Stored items
***

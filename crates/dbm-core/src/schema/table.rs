//! Table descriptions.

use super::column::{Column, ColumnKind};
use super::key::{Key, KeyKind};
use super::SchemaOp;

/// One entry in a table's definition list.
#[derive(Debug, Clone, PartialEq)]
pub enum Definition {
    /// A column.
    Column(Column),
    /// A key.
    Key(Key),
    /// Raw SQL spliced in unmodified.
    Raw(String),
}

impl Definition {
    /// Short name of the definition kind, used in diagnostics.
    #[must_use]
    pub const fn kind_name(&self) -> &'static str {
        match self {
            Self::Column(_) => "column",
            Self::Key(_) => "key",
            Self::Raw(_) => "raw",
        }
    }
}

/// A table description.
///
/// The definition order is preserved verbatim when rendering. For ALTER
/// operations every definition carries its own operation tag and renders
/// as its own statement.
///
/// # Example
///
/// ```rust
/// use dbm_core::schema::Table;
///
/// let mut table = Table::create("todos");
/// table.id("id");
/// table.string("title").required().limit(255);
/// table.bool("completed").required().default(false);
///
/// assert_eq!(table.definitions.len(), 3);
/// ```
#[derive(Debug, Clone, PartialEq)]
pub struct Table {
    /// Table name.
    pub name: String,
    /// Operation.
    pub op: SchemaOp,
    /// IF NOT EXISTS (create) / IF EXISTS (drop).
    pub optional: bool,
    /// New name for rename operations.
    pub rename: Option<String>,
    /// Columns, keys and raw fragments, in declared order.
    pub definitions: Vec<Definition>,
    /// Trailing options appended verbatim.
    pub options: Option<String>,
}

impl Table {
    fn with_op(name: impl Into<String>, op: SchemaOp) -> Self {
        Self {
            name: name.into(),
            op,
            optional: false,
            rename: None,
            definitions: Vec::new(),
            options: None,
        }
    }

    /// Describes a CREATE TABLE.
    #[must_use]
    pub fn create(name: impl Into<String>) -> Self {
        Self::with_op(name, SchemaOp::Create)
    }

    /// Describes an ALTER TABLE.
    #[must_use]
    pub fn alter(name: impl Into<String>) -> Self {
        Self::with_op(name, SchemaOp::Alter)
    }

    /// Describes a table rename.
    #[must_use]
    pub fn rename(name: impl Into<String>, new_name: impl Into<String>) -> Self {
        let mut table = Self::with_op(name, SchemaOp::Rename);
        table.rename = Some(new_name.into());
        table
    }

    /// Describes a DROP TABLE.
    #[must_use]
    pub fn drop(name: impl Into<String>) -> Self {
        Self::with_op(name, SchemaOp::Drop)
    }

    /// Adds IF NOT EXISTS / IF EXISTS semantics.
    pub fn optional(&mut self) -> &mut Self {
        self.optional = true;
        self
    }

    /// Sets trailing table options (e.g. `ENGINE=InnoDB`).
    pub fn options(&mut self, options: impl Into<String>) -> &mut Self {
        self.options = Some(options.into());
        self
    }

    /// Adds a column of any kind and returns it for further options.
    pub fn column(&mut self, name: impl Into<String>, kind: ColumnKind) -> &mut Column {
        self.push_column(Column::new(name, kind))
    }

    /// Adds a primary identity column.
    pub fn id(&mut self, name: impl Into<String>) -> &mut Column {
        self.column(name, ColumnKind::Id).primary()
    }

    /// Adds a primary 64-bit identity column.
    pub fn big_id(&mut self, name: impl Into<String>) -> &mut Column {
        self.column(name, ColumnKind::BigId).primary()
    }

    /// Adds a boolean column.
    pub fn bool(&mut self, name: impl Into<String>) -> &mut Column {
        self.column(name, ColumnKind::Bool)
    }

    /// Adds an integer column.
    pub fn int(&mut self, name: impl Into<String>) -> &mut Column {
        self.column(name, ColumnKind::Int)
    }

    /// Adds a 64-bit integer column.
    pub fn big_int(&mut self, name: impl Into<String>) -> &mut Column {
        self.column(name, ColumnKind::BigInt)
    }

    /// Adds a float column.
    pub fn float(&mut self, name: impl Into<String>) -> &mut Column {
        self.column(name, ColumnKind::Float)
    }

    /// Adds a decimal column.
    pub fn decimal(&mut self, name: impl Into<String>) -> &mut Column {
        self.column(name, ColumnKind::Decimal)
    }

    /// Adds a string column.
    pub fn string(&mut self, name: impl Into<String>) -> &mut Column {
        self.column(name, ColumnKind::String)
    }

    /// Adds a text column.
    pub fn text(&mut self, name: impl Into<String>) -> &mut Column {
        self.column(name, ColumnKind::Text)
    }

    /// Adds a JSON column.
    pub fn json(&mut self, name: impl Into<String>) -> &mut Column {
        self.column(name, ColumnKind::Json)
    }

    /// Adds a date column.
    pub fn date(&mut self, name: impl Into<String>) -> &mut Column {
        self.column(name, ColumnKind::Date)
    }

    /// Adds a datetime column.
    pub fn datetime(&mut self, name: impl Into<String>) -> &mut Column {
        self.column(name, ColumnKind::DateTime)
    }

    /// Adds a time column.
    pub fn time(&mut self, name: impl Into<String>) -> &mut Column {
        self.column(name, ColumnKind::Time)
    }

    /// Adds a composite primary key.
    pub fn primary_key<I, S>(&mut self, columns: I) -> &mut Key
    where
        I: IntoIterator<Item = S>,
        S: Into<String>,
    {
        self.push_key(Key::new(KeyKind::Primary, columns))
    }

    /// Adds a unique key.
    pub fn unique_key<I, S>(&mut self, columns: I) -> &mut Key
    where
        I: IntoIterator<Item = S>,
        S: Into<String>,
    {
        self.push_key(Key::new(KeyKind::Unique, columns))
    }

    /// Adds a single-column foreign key referencing `table (ref_column)`.
    pub fn foreign_key(
        &mut self,
        column: impl Into<String>,
        table: impl Into<String>,
        ref_column: impl Into<String>,
    ) -> &mut Key {
        self.push_key(Key::foreign([column.into()], table, [ref_column.into()]))
    }

    /// Adds a fully built key.
    pub fn key(&mut self, key: Key) -> &mut Key {
        self.push_key(key)
    }

    /// Adds a raw SQL definition.
    pub fn fragment(&mut self, sql: impl Into<String>) -> &mut Self {
        self.definitions.push(Definition::Raw(sql.into()));
        self
    }

    /// Renames a column (ALTER TABLE only).
    pub fn rename_column(&mut self, name: impl Into<String>, new_name: impl Into<String>) {
        let mut column = Column::new(name, ColumnKind::Raw(String::new()));
        column.op = SchemaOp::Rename;
        column.rename = Some(new_name.into());
        self.push_column(column);
    }

    /// Drops a column (ALTER TABLE only).
    pub fn drop_column(&mut self, name: impl Into<String>) {
        let mut column = Column::new(name, ColumnKind::Raw(String::new()));
        column.op = SchemaOp::Drop;
        self.push_column(column);
    }

    /// Modifies a column in place (ALTER TABLE only).
    ///
    /// No dialect renders this yet; building the table fails.
    pub fn alter_column(&mut self, name: impl Into<String>, kind: ColumnKind) -> &mut Column {
        let mut column = Column::new(name, kind);
        column.op = SchemaOp::Alter;
        self.push_column(column)
    }

    /// Drops a named key (ALTER TABLE only).
    pub fn drop_key(&mut self, kind: KeyKind, name: impl Into<String>) {
        let mut key = Key::new(kind, Vec::<String>::new());
        key.name = Some(name.into());
        key.op = SchemaOp::Drop;
        self.push_key(key);
    }

    fn push_column(&mut self, column: Column) -> &mut Column {
        self.definitions.push(Definition::Column(column));
        match self.definitions.last_mut() {
            Some(Definition::Column(column)) => column,
            _ => unreachable!("a column was just pushed"),
        }
    }

    fn push_key(&mut self, key: Key) -> &mut Key {
        self.definitions.push(Definition::Key(key));
        match self.definitions.last_mut() {
            Some(Definition::Key(key)) => key,
            _ => unreachable!("a key was just pushed"),
        }
    }
}

#[cfg(test)]
mod tests {
    use super::*;

    #[test]
    fn test_definitions_keep_declared_order() {
        let mut table = Table::create("products");
        table.id("id");
        table.unique_key(["name"]);
        table.string("name");
        table.fragment("`raw` BOOL");

        let kinds: Vec<_> = table.definitions.iter().map(Definition::kind_name).collect();
        assert_eq!(kinds, ["column", "key", "column", "raw"]);
    }

    #[test]
    fn test_alter_helpers_tag_operations() {
        let mut table = Table::alter("users");
        table.string("nickname");
        table.rename_column("name", "full_name");
        table.drop_column("legacy");
        table.drop_key(KeyKind::Foreign, "fk_users_team");

        let ops: Vec<_> = table
            .definitions
            .iter()
            .map(|def| match def {
                Definition::Column(column) => column.op,
                Definition::Key(key) => key.op,
                Definition::Raw(_) => SchemaOp::Create,
            })
            .collect();
        assert_eq!(
            ops,
            [
                SchemaOp::Create,
                SchemaOp::Rename,
                SchemaOp::Drop,
                SchemaOp::Drop
            ]
        );
    }

    #[test]
    fn test_id_is_primary() {
        let mut table = Table::create("t");
        assert!(table.id("id").primary);
        assert!(table.big_id("big").primary);
    }
}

***

== EXERCISE DETAILS ==
Filter the lines above so that only those with the string "renders" remain, then copy them.

== WRITTEN ANSWER ==
/// operations every definition carries its own operation tag and renders
    /// No dialect renders this yet; building the table fails.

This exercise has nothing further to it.